Azure API Management is a turnkey solution for publishing, managing, securing, and analyzing APIs to both external and internal customers in minutes. You can create an API gateway for backend services hosted anywhere. Many modern APIs protect themselves by rate-limiting consumers, meaning, limiting how many requests can be made in a certain amount of time. Traditionally, there is a lot of work that goes into that process. When you use API Management to manage your API, you can easily secure it and protect it from abuse and overuse with an API key, JWT validation, IP filtering, and through quotas and rate limits.

If you have several APIs as part of your solution, and they are hosted across several services or platforms, you can group them all behind a single static IP and domain, simplifying communication, protection, and reducing maintenance of consumer software due to API locations changing. You also can scale API Management on demand in one or more geographical locations. Its built-in response caching also help with improving latency and scaling.

Hosting your APIs on the API Management platform also makes it easier for developers to use your APIs, by offering self-service API key management, and an auto-generate API catalog through the developer portal. APIs are also documented and come with code examples, reducing developer on-boarding time using your APIs.

The components of API Management

API Management is made up of the following components:

  • The API gateway is the endpoint that:
    • Accepts API calls and routes them to your backends.
    • Verifies API keys, JWT tokens, certificates, and other credentials.
    • Enforces usage quotas and rate limits.
    • Caches backend responses where set up.
    • Logs call metadata for analytics.
  • The publisher portal is the administrative interface where you set up your API program. Use it to:
    • Define or import API schemas.
    • Package APIs into products.
    • Get insights from analytics.
    • Manage users.
  • The developer portal serves as the main web presence for developers, where they can:
    • Read the API documentation.
    • Try out an API via the interactive console.
    • Create an account and subscribe to get API keys.
    • Access analytics on their own usage.

Create managed APIs

Before you can create APIs, you must first create a service instance.

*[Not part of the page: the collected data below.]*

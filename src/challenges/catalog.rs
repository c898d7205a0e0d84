//! Challenge definitions

use serde::Serialize;

use crate::config::ChallengeConfig;
use crate::error::{LoyaltyError, LoyaltyResult};

/// Global state of a challenge, derived from the clock
#[derive(Debug, Clone, Copy, PartialEq, Eq, Serialize)]
#[serde(rename_all = "lowercase")]
pub enum ChallengeStatus {
    Upcoming,
    Active,
    /// Ended with at least one participant completing
    Completed,
    /// Ended with nobody completing
    Expired,
}

impl ChallengeStatus {
    pub fn as_str(&self) -> &'static str {
        match self {
            Self::Upcoming => "upcoming",
            Self::Active => "active",
            Self::Completed => "completed",
            Self::Expired => "expired",
        }
    }
}

impl std::fmt::Display for ChallengeStatus {
    fn fmt(&self, f: &mut std::fmt::Formatter<'_>) -> std::fmt::Result {
        f.write_str(self.as_str())
    }
}

/// Challenge definition. Times are epoch milliseconds.
#[derive(Debug, Clone, PartialEq, Serialize)]
pub struct Challenge {
    pub id: String,
    pub name: String,
    pub description: String,
    pub starts_at: i64,
    pub ends_at: i64,
    pub target: i64,
    pub points_reward: i64,
    pub badge: Option<String>,
}

impl Challenge {
    /// Active window is `[starts_at, ends_at)`
    pub fn is_open(&self, now: i64) -> bool {
        now >= self.starts_at && now < self.ends_at
    }

    /// Status given whether anyone has completed it
    pub fn status(&self, now: i64, any_completed: bool) -> ChallengeStatus {
        if now < self.starts_at {
            ChallengeStatus::Upcoming
        } else if now < self.ends_at {
            ChallengeStatus::Active
        } else if any_completed {
            ChallengeStatus::Completed
        } else {
            ChallengeStatus::Expired
        }
    }
}

impl From<&ChallengeConfig> for Challenge {
    fn from(config: &ChallengeConfig) -> Self {
        Self {
            id: config.id.clone(),
            name: config.name.clone(),
            description: config.description.clone(),
            starts_at: config.starts_at.timestamp_millis(),
            ends_at: config.ends_at.timestamp_millis(),
            target: config.target,
            points_reward: config.points_reward,
            badge: config.badge.clone(),
        }
    }
}

/// Read-only set of challenges
#[derive(Debug, Clone, Default)]
pub struct ChallengeCatalog {
    challenges: Vec<Challenge>,
}

impl ChallengeCatalog {
    pub fn new(configs: &[ChallengeConfig]) -> LoyaltyResult<Self> {
        let mut challenges: Vec<Challenge> = Vec::with_capacity(configs.len());
        for config in configs {
            let challenge = Challenge::from(config);
            let invalid = |msg: &str| {
                Err(LoyaltyError::Configuration(format!(
                    "challenge {}: {msg}",
                    challenge.id
                )))
            };

            if challenge.id.trim().is_empty() {
                return invalid("id must not be empty");
            }
            if challenges.iter().any(|c| c.id == challenge.id) {
                return invalid("duplicate id");
            }
            if challenge.starts_at >= challenge.ends_at {
                return invalid("starts_at must be before ends_at");
            }
            if challenge.target <= 0 {
                return invalid("target must be positive");
            }
            if challenge.points_reward < 0 {
                return invalid("points_reward must not be negative");
            }
            challenges.push(challenge);
        }
        Ok(Self { challenges })
    }

    pub fn get(&self, challenge_id: &str) -> LoyaltyResult<&Challenge> {
        self.challenges
            .iter()
            .find(|c| c.id == challenge_id)
            .ok_or_else(|| LoyaltyError::ChallengeNotFound(challenge_id.to_string()))
    }

    pub fn all(&self) -> &[Challenge] {
        &self.challenges
    }
}

#[cfg(test)]
mod tests {
    use super::*;
    use chrono::DateTime;

    fn config(id: &str, start: i64, end: i64, target: i64) -> ChallengeConfig {
        ChallengeConfig {
            id: id.to_string(),
            name: id.to_string(),
            description: String::new(),
            starts_at: DateTime::from_timestamp_millis(start).unwrap(),
            ends_at: DateTime::from_timestamp_millis(end).unwrap(),
            target,
            points_reward: 100,
            badge: None,
        }
    }

    #[test]
    fn test_status_transitions() {
        let catalog = ChallengeCatalog::new(&[config("c1", 1_000, 2_000, 10)]).unwrap();
        let c = catalog.get("c1").unwrap();
        assert_eq!(c.status(999, false), ChallengeStatus::Upcoming);
        assert_eq!(c.status(1_000, false), ChallengeStatus::Active);
        assert_eq!(c.status(1_999, true), ChallengeStatus::Active);
        assert_eq!(c.status(2_000, true), ChallengeStatus::Completed);
        assert_eq!(c.status(2_000, false), ChallengeStatus::Expired);
    }

    #[test]
    fn test_validation() {
        assert!(ChallengeCatalog::new(&[config("c1", 2_000, 1_000, 10)]).is_err());
        assert!(ChallengeCatalog::new(&[config("c1", 1_000, 2_000, 0)]).is_err());
        assert!(
            ChallengeCatalog::new(&[config("c1", 0, 1, 1), config("c1", 0, 1, 1)]).is_err()
        );
        let catalog = ChallengeCatalog::new(&[]).unwrap();
        assert!(matches!(
            catalog.get("missing").unwrap_err(),
            LoyaltyError::ChallengeNotFound(_)
        ));
    }
}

Create an API Management service

To create an API Management service, follow these steps:

  1. In the Azure portal click on +Create a resource, search for API Management and click Create.
  2. Provide a name, subscription, resource group, location, organization name, and administrator email.
  3. Click Create.
Create an API Management service in the Azure Portal

Create an API Management service in the Azure Portal

Add a product

A product contains one or more APIs, as well as constraints such as a usage quota and terms of use. You can create several products to group APIs with their own usage rules. Developers can subscribe to a product once it is published, and then begin using its APIs.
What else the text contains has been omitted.